Data excerpts:

────────

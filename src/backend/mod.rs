//! Backend-as-a-service client.
//!
//! The client is built once from [`BackendConfig`] and shared by reference;
//! there is no process-wide instance. It covers:
//! - The active weekly challenge, with a placeholder when none is available
//! - Session persistence and throttled token refresh

pub mod challenge;
pub mod error;
pub mod response;
pub mod session;

pub use challenge::{Challenge, Submission};
pub use error::{BackendError, BackendResult};
pub use response::BackendResponse;
pub use session::{RefreshLimiter, RefreshPolicy, Session, SessionStore};

use std::sync::Arc;
use std::time::{Duration, Instant};

use chrono::{DateTime, SecondsFormat, Utc};
use reqwest::header::{AUTHORIZATION, HeaderMap, HeaderName, HeaderValue};
use serde::Deserialize;
use serde::de::DeserializeOwned;
use tracing::{debug, info, warn};

use crate::config::BackendConfig;

/// Timeout applied to every backend request.
const REQUEST_TIMEOUT: Duration = Duration::from_secs(30);
/// Title given to submissions without one.
const UNTITLED: &str = "Untitled";

/// Async client for the REST and auth endpoints of the backend.
#[derive(Clone, Debug)]
pub struct BackendClient {
    client: reqwest::Client,
    base_url: String,
    policy: RefreshPolicy,
    limiter: Arc<RefreshLimiter>,
}

impl BackendClient {
    /// Create a client from configuration.
    ///
    /// # Errors
    /// Returns an error if the URL is invalid, a header value is not valid
    /// ASCII, or the HTTP client cannot be built.
    pub fn new(config: &BackendConfig) -> BackendResult<Self> {
        url::Url::parse(&config.url)?;

        let mut headers = HeaderMap::new();
        headers.insert(HeaderName::from_static("apikey"), header_value(&config.anon_key)?);
        headers.insert(
            AUTHORIZATION,
            header_value(&format!("Bearer {}", config.anon_key))?,
        );
        headers.insert(
            HeaderName::from_static("x-client-info"),
            header_value(&config.client_info)?,
        );

        let client = reqwest::Client::builder()
            .default_headers(headers)
            .timeout(REQUEST_TIMEOUT)
            .build()
            .map_err(|e| BackendError::HttpClient(e.to_string()))?;

        Ok(Self {
            client,
            base_url: config.url.trim_end_matches('/').to_string(),
            policy: RefreshPolicy::default(),
            limiter: Arc::new(RefreshLimiter::default()),
        })
    }

    fn endpoint(&self, path: &str) -> String {
        format!("{}/{path}", self.base_url)
    }

    async fn get_rows<R: DeserializeOwned>(
        &self,
        path: &str,
        query: &[(&str, String)],
    ) -> BackendResult<Vec<R>> {
        let response = self
            .client
            .get(self.endpoint(path))
            .query(query)
            .send()
            .await
            .map_err(BackendError::from_transport)?;

        let status = response.status();
        if !status.is_success() {
            return Err(BackendError::Status(status.as_u16()));
        }

        response
            .json::<Vec<R>>()
            .await
            .map_err(|e| BackendError::MalformedResponse(e.to_string()))
    }

    /// Earliest challenge still open at `now`, with its submissions.
    pub async fn fetch_active_challenge(&self, now: DateTime<Utc>) -> BackendResponse<Challenge> {
        self.lookup_active_challenge(now).await.into()
    }

    async fn lookup_active_challenge(&self, now: DateTime<Utc>) -> BackendResult<Option<Challenge>> {
        let query = [
            ("select", "*".to_string()),
            (
                "end_date",
                format!("gte.{}", now.to_rfc3339_opts(SecondsFormat::Millis, true)),
            ),
            ("order", "start_date.asc".to_string()),
            ("limit", "1".to_string()),
        ];
        let rows = self
            .get_rows::<ChallengeRow>("rest/v1/challenges", &query)
            .await?;
        let Some(row) = rows.into_iter().next() else {
            return Ok(None);
        };

        let id = row.id.into_string();
        let query = [
            (
                "select",
                "id,image_url,title,description,votes,user_id,created_at".to_string(),
            ),
            ("challenge_id", format!("eq.{id}")),
            ("order", "votes.desc".to_string()),
        ];
        let submissions = self
            .get_rows::<SubmissionRow>("rest/v1/submissions", &query)
            .await?
            .into_iter()
            .map(SubmissionRow::into_submission)
            .collect();

        Ok(Some(Challenge {
            id,
            prompt: row.prompt,
            end_date: row.end_date,
            submissions,
        }))
    }

    /// Active challenge, or the placeholder when none can be fetched.
    pub async fn active_challenge(&self) -> Challenge {
        let now = Utc::now();
        match self.fetch_active_challenge(now).await {
            BackendResponse::Found(challenge) => challenge,
            BackendResponse::NotFound => {
                debug!("No open challenge, using placeholder");
                Challenge::placeholder(now)
            }
            BackendResponse::Error(e) => {
                warn!(
                    error = %e,
                    retryable = e.is_retryable(),
                    "Error fetching challenge, using placeholder"
                );
                Challenge::placeholder(now)
            }
        }
    }

    /// Exchange the refresh token for a new session.
    ///
    /// # Errors
    /// Returns an error on transport failure, non-success status or an
    /// unexpected body.
    pub async fn refresh_session(&self, session: &Session) -> BackendResult<Session> {
        let response = self
            .client
            .post(self.endpoint("auth/v1/token"))
            .query(&[("grant_type", "refresh_token")])
            .json(&serde_json::json!({ "refresh_token": session.refresh_token }))
            .send()
            .await
            .map_err(BackendError::from_transport)?;

        let status = response.status();
        if !status.is_success() {
            return Err(BackendError::Status(status.as_u16()));
        }

        let body: TokenResponse = response
            .json()
            .await
            .map_err(|e| BackendError::MalformedResponse(e.to_string()))?;

        let expires_at = body
            .expires_at
            .or_else(|| body.expires_in.map(|secs| Utc::now().timestamp() + secs))
            .ok_or_else(|| BackendError::MalformedResponse("token has no expiry".to_string()))?;

        Ok(Session {
            access_token: body.access_token,
            refresh_token: body.refresh_token,
            expires_at,
        })
    }

    /// Refresh a session close to expiry, at most once per second.
    /// A failed refresh keeps the old session.
    pub async fn maybe_refresh(&self, session: Session) -> Session {
        if !self.policy.should_refresh(&session, Utc::now().timestamp()) {
            return session;
        }
        if !self.limiter.try_acquire(Instant::now()) {
            debug!("Token refresh throttled");
            return session;
        }

        match self.refresh_session(&session).await {
            Ok(fresh) => {
                info!(expires_at = fresh.expires_at, "Session refreshed");
                fresh
            }
            Err(e) => {
                warn!(error = %e, "Token refresh failed");
                session
            }
        }
    }

    /// Load the stored session, refresh it if needed and store the result.
    pub async fn refresh_stored_session(&self, sessions: &SessionStore) -> Option<Session> {
        let current = sessions.load().await?;
        let refreshed = self.maybe_refresh(current.clone()).await;
        if refreshed != current {
            if let Err(e) = sessions.save(&refreshed).await {
                warn!(error = %e, "Error saving refreshed session");
            }
        }
        Some(refreshed)
    }
}

fn header_value(value: &str) -> BackendResult<HeaderValue> {
    HeaderValue::from_str(value).map_err(|e| BackendError::HttpClient(e.to_string()))
}

/// Row ids may be numeric or textual depending on the table.
#[derive(Debug, Deserialize)]
#[serde(untagged)]
enum RowId {
    Text(String),
    Number(i64),
}

impl RowId {
    fn into_string(self) -> String {
        match self {
            Self::Text(id) => id,
            Self::Number(id) => id.to_string(),
        }
    }
}

#[derive(Debug, Deserialize)]
struct ChallengeRow {
    id: RowId,
    prompt: String,
    end_date: DateTime<Utc>,
}

#[derive(Debug, Deserialize)]
struct SubmissionRow {
    id: RowId,
    image_url: String,
    title: Option<String>,
    #[serde(default)]
    votes: i64,
    user_id: String,
}

impl SubmissionRow {
    fn into_submission(self) -> Submission {
        Submission {
            id: self.id.into_string(),
            image_url: self.image_url,
            title: self
                .title
                .filter(|t| !t.trim().is_empty())
                .unwrap_or_else(|| UNTITLED.to_string()),
            user_id: self.user_id,
            votes: self.votes,
        }
    }
}

#[derive(Debug, Deserialize)]
struct TokenResponse {
    access_token: String,
    refresh_token: String,
    expires_at: Option<i64>,
    expires_in: Option<i64>,
}

#[cfg(test)]
mod tests {
    use super::*;

    use axum::extract::Query;
    use axum::http::{HeaderMap as AxumHeaders, StatusCode};
    use axum::routing::{get, post};
    use axum::{Json, Router};
    use serde_json::{Value, json};
    use std::collections::HashMap;

    use crate::storage::{KeyValueStore, MemoryKvStore};

    async fn spawn_stub(router: Router) -> String {
        let listener = tokio::net::TcpListener::bind("127.0.0.1:0").await.unwrap();
        let addr = listener.local_addr().unwrap();
        tokio::spawn(async move {
            axum::serve(listener, router).await.unwrap();
        });
        format!("http://{addr}")
    }

    fn client_for(base: &str) -> BackendClient {
        BackendClient::new(&BackendConfig::new(base, "anon-key")).unwrap()
    }

    #[tokio::test]
    async fn test_active_challenge_with_submissions() {
        let router = Router::new()
            .route(
                "/rest/v1/challenges",
                get(|headers: AxumHeaders, Query(q): Query<HashMap<String, String>>| async move {
                    assert_eq!(headers.get("apikey").unwrap(), "anon-key");
                    assert!(headers.get("x-client-info").is_some());
                    assert!(q["end_date"].starts_with("gte."));
                    assert_eq!(q["order"], "start_date.asc");
                    Json(json!([{
                        "id": 7,
                        "prompt": "A heron is fishing in a canal",
                        "end_date": "2030-01-01T00:00:00Z",
                        "start_date": "2029-12-25T00:00:00Z"
                    }]))
                }),
            )
            .route(
                "/rest/v1/submissions",
                get(|Query(q): Query<HashMap<String, String>>| async move {
                    assert_eq!(q["challenge_id"], "eq.7");
                    Json(json!([
                        {"id": "s1", "image_url": "https://img/1", "title": null, "votes": 3, "user_id": "u1"},
                        {"id": "s2", "image_url": "https://img/2", "title": "Heron", "votes": 1, "user_id": "u2"}
                    ]))
                }),
            );
        let base = spawn_stub(router).await;

        let challenge = client_for(&base).active_challenge().await;

        assert_eq!(challenge.id, "7");
        assert_eq!(challenge.prompt, "A heron is fishing in a canal");
        assert_eq!(challenge.submissions.len(), 2);
        assert_eq!(challenge.submissions[0].title, "Untitled");
        assert_eq!(challenge.submissions[1].title, "Heron");
    }

    #[tokio::test]
    async fn test_no_open_challenge_uses_placeholder() {
        let router = Router::new().route("/rest/v1/challenges", get(|| async { Json(json!([])) }));
        let base = spawn_stub(router).await;
        let client = client_for(&base);

        assert!(matches!(
            client.fetch_active_challenge(Utc::now()).await,
            BackendResponse::NotFound
        ));
        assert_eq!(client.active_challenge().await.id, challenge::PLACEHOLDER_ID);
    }

    #[tokio::test]
    async fn test_backend_error_uses_placeholder() {
        let router = Router::new().route(
            "/rest/v1/challenges",
            get(|| async { (StatusCode::SERVICE_UNAVAILABLE, "down") }),
        );
        let base = spawn_stub(router).await;
        let client = client_for(&base);

        assert!(matches!(
            client.fetch_active_challenge(Utc::now()).await,
            BackendResponse::Error(BackendError::Status(503))
        ));
        let challenge = client.active_challenge().await;
        assert_eq!(challenge.prompt, challenge::PLACEHOLDER_PROMPT);
    }

    #[tokio::test]
    async fn test_refresh_session() {
        let router = Router::new().route(
            "/auth/v1/token",
            post(|Query(q): Query<HashMap<String, String>>, Json(body): Json<Value>| async move {
                assert_eq!(q["grant_type"], "refresh_token");
                assert_eq!(body["refresh_token"], "old-refresh");
                Json(json!({
                    "access_token": "new-access",
                    "refresh_token": "new-refresh",
                    "expires_in": 3600
                }))
            }),
        );
        let base = spawn_stub(router).await;
        let client = client_for(&base);

        let kv = Arc::new(MemoryKvStore::new());
        let sessions = SessionStore::new(kv.clone() as Arc<dyn KeyValueStore>);
        sessions
            .save(&Session {
                access_token: "old-access".to_string(),
                refresh_token: "old-refresh".to_string(),
                expires_at: Utc::now().timestamp() + 60,
            })
            .await
            .unwrap();

        let refreshed = client.refresh_stored_session(&sessions).await.unwrap();
        assert_eq!(refreshed.access_token, "new-access");
        assert!(refreshed.expires_at > Utc::now().timestamp() + 3000);
        assert_eq!(sessions.load().await, Some(refreshed));
    }

    #[tokio::test]
    async fn test_fresh_session_is_not_refreshed() {
        let client = client_for("http://127.0.0.1:9");
        let session = Session {
            access_token: "a".to_string(),
            refresh_token: "r".to_string(),
            expires_at: Utc::now().timestamp() + 3600,
        };
        assert_eq!(client.maybe_refresh(session.clone()).await, session);
    }

    #[tokio::test]
    async fn test_failed_refresh_keeps_session() {
        let router = Router::new().route(
            "/auth/v1/token",
            post(|| async { (StatusCode::BAD_REQUEST, "invalid grant") }),
        );
        let base = spawn_stub(router).await;
        let session = Session {
            access_token: "a".to_string(),
            refresh_token: "r".to_string(),
            expires_at: 0,
        };

        assert_eq!(client_for(&base).maybe_refresh(session.clone()).await, session);
    }

    #[test]
    fn test_invalid_url_is_rejected() {
        let config = BackendConfig::new("not a url", "key");
        assert!(matches!(
            BackendClient::new(&config),
            Err(BackendError::InvalidUrl(_))
        ));
    }
}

────────

** WHAT TO WORK ON **
Wherever the string "throttled" appears in the records, copy the whole line.

** RESPONSE **
//! - Session persistence and throttled token refresh
            debug!("Token refresh throttled");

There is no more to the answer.